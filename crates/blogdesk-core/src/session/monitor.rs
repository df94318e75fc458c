use super::model::Session;
use super::provider::{IdentityProvider, ListenerRegistration, SessionListener};
use crate::error::{BlogError, Result};
use std::sync::Arc;
use std::sync::atomic::{AtomicBool, AtomicU64, Ordering};
use tokio::sync::watch;

/// Tracks the process-wide [`Session`] value.
///
/// `SessionMonitor` is responsible for:
/// - Holding exactly one listener registration with the identity provider
/// - Replacing the session value on every provider notification
/// - Exposing the latest value synchronously and as a change stream
/// - Forwarding sign-out to the provider
pub struct SessionMonitor {
    /// Identity provider capability
    provider: Arc<dyn IdentityProvider>,
    /// Latest session value; receivers observe every replacement
    state: Arc<watch::Sender<Session>>,
    /// Set while a `SessionSubscription` is alive
    subscribed: Arc<AtomicBool>,
    /// Number of status changes observed
    transitions: Arc<AtomicU64>,
}

impl SessionMonitor {
    /// Creates a monitor in the `Unknown` state. No listener is registered
    /// until [`SessionMonitor::subscribe`] is called.
    pub fn new(provider: Arc<dyn IdentityProvider>) -> Self {
        let (state, _) = watch::channel(Session::Unknown);
        Self {
            provider,
            state: Arc::new(state),
            subscribed: Arc::new(AtomicBool::new(false)),
            transitions: Arc::new(AtomicU64::new(0)),
        }
    }

    /// Registers the monitor's listener with the identity provider.
    ///
    /// # Returns
    ///
    /// A scoped handle; dropping it unregisters the listener.
    ///
    /// # Errors
    ///
    /// Returns `BlogError::Internal` if a subscription is already active.
    pub fn subscribe(&self) -> Result<SessionSubscription> {
        if self.subscribed.swap(true, Ordering::SeqCst) {
            return Err(BlogError::internal(
                "session monitor already holds a provider subscription",
            ));
        }

        let state = self.state.clone();
        let transitions = self.transitions.clone();
        let listener: SessionListener = Arc::new(move |identity| {
            let next = Session::from_notification(identity);
            // Counted before publishing so observers never see the new value
            // with the old count
            if state.borrow().status() != next.status() {
                transitions.fetch_add(1, Ordering::SeqCst);
            }
            tracing::debug!("[SessionMonitor] Session changed to {:?}", next.status());
            state.send_replace(next);
        });

        let registration = self.provider.on_session_change(listener);
        tracing::debug!("[SessionMonitor] Subscribed to identity provider");

        Ok(SessionSubscription {
            registration: Some(registration),
            subscribed: self.subscribed.clone(),
        })
    }

    /// Returns the latest session value; `Unknown` before the first notification.
    pub fn current(&self) -> Session {
        self.state.borrow().clone()
    }

    /// Returns a receiver that observes every session replacement.
    pub fn watch(&self) -> watch::Receiver<Session> {
        self.state.subscribe()
    }

    /// Number of status changes seen so far. Repeated notifications with the
    /// same status do not count.
    pub fn transitions(&self) -> u64 {
        self.transitions.load(Ordering::SeqCst)
    }

    /// Returns true while a provider subscription is held.
    pub fn is_subscribed(&self) -> bool {
        self.subscribed.load(Ordering::SeqCst)
    }

    /// Signs the current user out.
    ///
    /// The transition to `Anonymous` arrives through the provider
    /// notification, not from this call. On failure the session value is
    /// left as it was. Failures are not retried.
    ///
    /// # Errors
    ///
    /// Returns `BlogError::Auth` if the provider rejects the call.
    pub async fn sign_out(&self) -> Result<()> {
        self.provider.sign_out().await.map_err(|e| {
            tracing::warn!("[SessionMonitor] Sign-out failed: {}", e);
            match e {
                BlogError::Auth(_) => e,
                other => BlogError::auth(other.to_string()),
            }
        })
    }

    /// The identity provider this monitor listens to.
    pub fn provider(&self) -> &Arc<dyn IdentityProvider> {
        &self.provider
    }
}

/// Scoped provider subscription returned by [`SessionMonitor::subscribe`].
///
/// Released on drop, including when the owning component unwinds.
#[derive(Debug)]
pub struct SessionSubscription {
    registration: Option<ListenerRegistration>,
    subscribed: Arc<AtomicBool>,
}

impl SessionSubscription {
    /// Releases the subscription now.
    pub fn release(self) {
        drop(self);
    }
}

impl Drop for SessionSubscription {
    fn drop(&mut self) {
        if let Some(registration) = self.registration.take() {
            registration.release();
            self.subscribed.store(false, Ordering::SeqCst);
            tracing::debug!("[SessionMonitor] Released identity provider subscription");
        }
    }
}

***

* _Required work_:
Report how many lines of the data above include "replacement", giving the number and no other words.

* _Problem solution_:
2